Duvekot Martijne H C, van Es Adriaan C G M, Venema Esmee, Wolff Lennard, Rozeman Anouk D, Moudrous Walid, Vermeij Frédérique H, Lingsma Hester F, Bakker Jeannette, Plaisier Aarnout S, Hensen Jan-Hein J, Lycklama À Nijeholt Geert J, Jan van Doormaal Pieter, Dippel Diederik W J, Kerkhoff Henk, Roozenbeek Bob, van der Lugt Aad
Department of Neurology, Albert Schweitzer hospital, Dordrecht, the Netherlands.
Department of Neurology, Erasmus MC University Medical Center, Rotterdam, the Netherlands.
Eur Stroke J. 2021 Dec;6(4):357-366. doi: 10.1177/23969873211058576. Epub 2021 Nov 12.
Early detection of large vessel occlusion (LVO) is essential to facilitate fast endovascular treatment. CT angiography (CTA) is used to detect LVO in suspected stroke patients. We aimed to assess the accuracy of CTA evaluations in daily clinical practice in a large cohort of suspected stroke patients.
We used data from the PRESTO study, a multicenter prospective observational cohort study that included suspected stroke patients between August 2018 and September 2019. Baseline CTAs were re-evaluated by an imaging core laboratory and compared to the local assessment. LVO was defined as an occlusion of the intracranial internal carotid artery, M1 segment, or basilar artery. Medium vessel occlusion (MeVO) was defined as an A1, A2, or M2 occlusion. We calculated the accuracy, sensitivity, and specificity to detect LVO and LVO+MeVO, using the core laboratory evaluation as reference standard.
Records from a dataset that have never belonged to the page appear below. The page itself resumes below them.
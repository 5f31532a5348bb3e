//! Record → feature conversion.

use diaspora_map_demographics_models::LocationRecord;
use geo::BoundingRect;
use geojson::{Feature, FeatureCollection, Geometry, JsonObject, feature::Id};

use crate::{FeatureError, keys};

/// Encodes records as a point [`FeatureCollection`], in input order.
///
/// The collection `bbox` covers every encoded point and is omitted when
/// there are none.
#[must_use]
pub fn encode<'a, I>(records: I) -> FeatureCollection
where
    I: IntoIterator<Item = &'a LocationRecord>,
{
    let features: Vec<Feature> = records.into_iter().map(encode_record).collect();
    let bbox = compute_bbox(&features);

    log::debug!("Encoded {} features", features.len());

    FeatureCollection {
        bbox,
        features,
        foreign_members: None,
    }
}

/// Encodes a single record as a point [`Feature`].
#[must_use]
pub fn encode_record(record: &LocationRecord) -> Feature {
    let point = geo::Point::new(record.longitude, record.latitude);

    let mut properties = JsonObject::new();
    properties.insert(keys::ID.into(), record.id.clone().into());
    properties.insert(keys::CITY.into(), record.city.clone().into());
    properties.insert(keys::STATE.into(), record.state.clone().into());
    properties.insert(keys::COUNTRY.into(), record.country.as_ref().into());
    properties.insert(
        keys::INDIAN_POPULATION.into(),
        record.indian_population.into(),
    );
    properties.insert(
        keys::TOTAL_POPULATION.into(),
        record.total_population.into(),
    );
    properties.insert(
        keys::PERCENT_INDIAN.into(),
        round_tenth(record.percent_indian()).into(),
    );
    properties.insert(
        keys::COMMUNITIES.into(),
        serde_json::json!(record.communities),
    );
    properties.insert(
        keys::POINTS_OF_INTEREST.into(),
        serde_json::json!(record.points_of_interest),
    );

    Feature {
        bbox: None,
        geometry: Some(Geometry::new(geojson::Value::from(&point))),
        id: Some(Id::String(record.id.clone())),
        properties: Some(properties),
        foreign_members: None,
    }
}

/// Serializes a collection as compact `GeoJSON`.
///
/// # Errors
///
/// Returns [`FeatureError::Json`] if serialization fails.
pub fn to_geojson_string(collection: &FeatureCollection) -> Result<String, FeatureError> {
    Ok(serde_json::to_string(collection)?)
}

fn round_tenth(value: f64) -> f64 {
    (value * 10.0).round() / 10.0
}

fn compute_bbox(features: &[Feature]) -> Option<Vec<f64>> {
    let points: Vec<geo::Point<f64>> = features
        .iter()
        .filter_map(|feature| match &feature.geometry.as_ref()?.value {
            geojson::Value::Point(position) if position.len() >= 2 => {
                Some(geo::Point::new(position[0], position[1]))
            }
            _ => None,
        })
        .collect();

    geo::MultiPoint::new(points)
        .bounding_rect()
        .map(|rect| vec![rect.min().x, rect.min().y, rect.max().x, rect.max().y])
}

#[cfg(test)]
mod tests {
    use diaspora_map_demographics_models::{Community, Country, PoiCategory, PointOfInterest};

    use super::*;

    fn record(id: &str, lon: f64, lat: f64) -> LocationRecord {
        LocationRecord {
            id: id.to_string(),
            city: "Surrey".to_string(),
            state: "British Columbia".to_string(),
            country: Country::Ca,
            latitude: lat,
            longitude: lon,
            indian_population: 180_000,
            total_population: 570_000,
            communities: vec![Community::Punjabi, Community::HindiSpeaking],
            points_of_interest: vec![PointOfInterest {
                name: "Gurdwaras".to_string(),
                category: PoiCategory::Temple,
                count: 22,
            }],
        }
    }

    #[test]
    fn point_is_longitude_first() {
        let feature = encode_record(&record("ca-surrey", -122.849, 49.1913));
        let geometry = feature.geometry.unwrap();
        assert_eq!(
            geometry.value,
            geojson::Value::Point(vec![-122.849, 49.1913])
        );
        assert_eq!(feature.id, Some(Id::String("ca-surrey".to_string())));
    }

    #[test]
    fn properties_embed_nested_collections() {
        let feature = encode_record(&record("ca-surrey", -122.849, 49.1913));
        let props = feature.properties.unwrap();

        assert_eq!(props[keys::COUNTRY], "CA");
        assert_eq!(props[keys::INDIAN_POPULATION], 180_000);
        assert_eq!(props[keys::PERCENT_INDIAN], 31.6);
        assert_eq!(
            props[keys::COMMUNITIES],
            serde_json::json!(["Punjabi", "Hindi-speaking"])
        );
        assert_eq!(
            props[keys::POINTS_OF_INTEREST],
            serde_json::json!([{"name": "Gurdwaras", "type": "temple", "count": 22}])
        );
    }

    #[test]
    fn bbox_covers_all_points() {
        let records = [
            record("a", -122.0, 49.0),
            record("b", -73.5, 45.5),
            record("c", -97.1, 29.7),
        ];
        let collection = encode(&records);
        assert_eq!(collection.bbox, Some(vec![-122.0, 29.7, -73.5, 49.0]));
        let ids: Vec<_> = collection.features.iter().map(|f| f.id.clone()).collect();
        assert_eq!(
            ids,
            ["a", "b", "c"].map(|id| Some(Id::String(id.to_string())))
        );
    }

    #[test]
    fn serialized_collection_is_geojson() {
        let json = to_geojson_string(&encode(&[record("a", -122.0, 49.0)])).unwrap();
        let value: serde_json::Value = serde_json::from_str(&json).unwrap();
        assert_eq!(value["type"], "FeatureCollection");
        assert_eq!(value["features"][0]["type"], "Feature");
        assert_eq!(value["features"][0]["geometry"]["type"], "Point");
    }
}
We included 656 patients. The core laboratory detected 89 LVOs and 74 MeVOs in 155 patients. Local observers missed 6 LVOs (7%) and 28 MeVOs (38%), of which 23 M2 occlusions. Accuracy of LVO detection was 99% (95% CI: 98-100%), sensitivity 93% (95% CI: 86-97%), and specificity 100% (95% CI: 99-100%). Accuracy of LVO+MeVO detection was 95% (95% CI: 93-96%), sensitivity 79% (95% CI: 72-85%), and specificity 99% (95% CI: 98-100%).
CTA evaluations in daily clinical practice are highly accurate and LVOs are adequately recognized. The detection of MeVOs seems more challenging. The evolving EVT possibilities emphasize the need to improve CTA evaluations in the acute setting.
早期发现大血管闭塞(LVO)对于促进快速血管内治疗至关重要。CT血管造影(CTA)用于检测疑似中风患者的LVO。我们旨在评估在一大群疑似中风患者的日常临床实践中CTA评估的准确性。
我们使用了PRESTO研究的数据,这是一项多中心前瞻性观察队列研究,纳入了2018年8月至2019年9月期间的疑似中风患者。基线CTA由影像核心实验室重新评估,并与当地评估结果进行比较。LVO定义为颅内颈内动脉、M1段或基底动脉闭塞。中血管闭塞(MeVO)定义为A1、A2或M2段闭塞。我们以核心实验室评估为参考标准,计算检测LVO和LVO+MeVO的准确性、敏感性和特异性。
我们纳入了656例患者。核心实验室在155例患者中检测到89例LVO和74例MeVO。当地观察者漏诊了6例LVO(7%)和28例MeVO(38%),其中23例为M2段闭塞。LVO检测的准确性为99%(95%CI:98-100%),敏感性为93%(95%CI:86-97%),特异性为100%(95%CI:99-100%)。LVO+MeVO检测的准确性为95%(95%CI:93-96%),敏感性为79%(95%CI:72-85%),特异性为99%(95%CI:98-100%)。
日常临床实践中的CTA评估高度准确,LVO能够得到充分识别。MeVO的检测似乎更具挑战性。不断发展的血管内治疗可能性强调了在急性情况下改进CTA评估的必要性。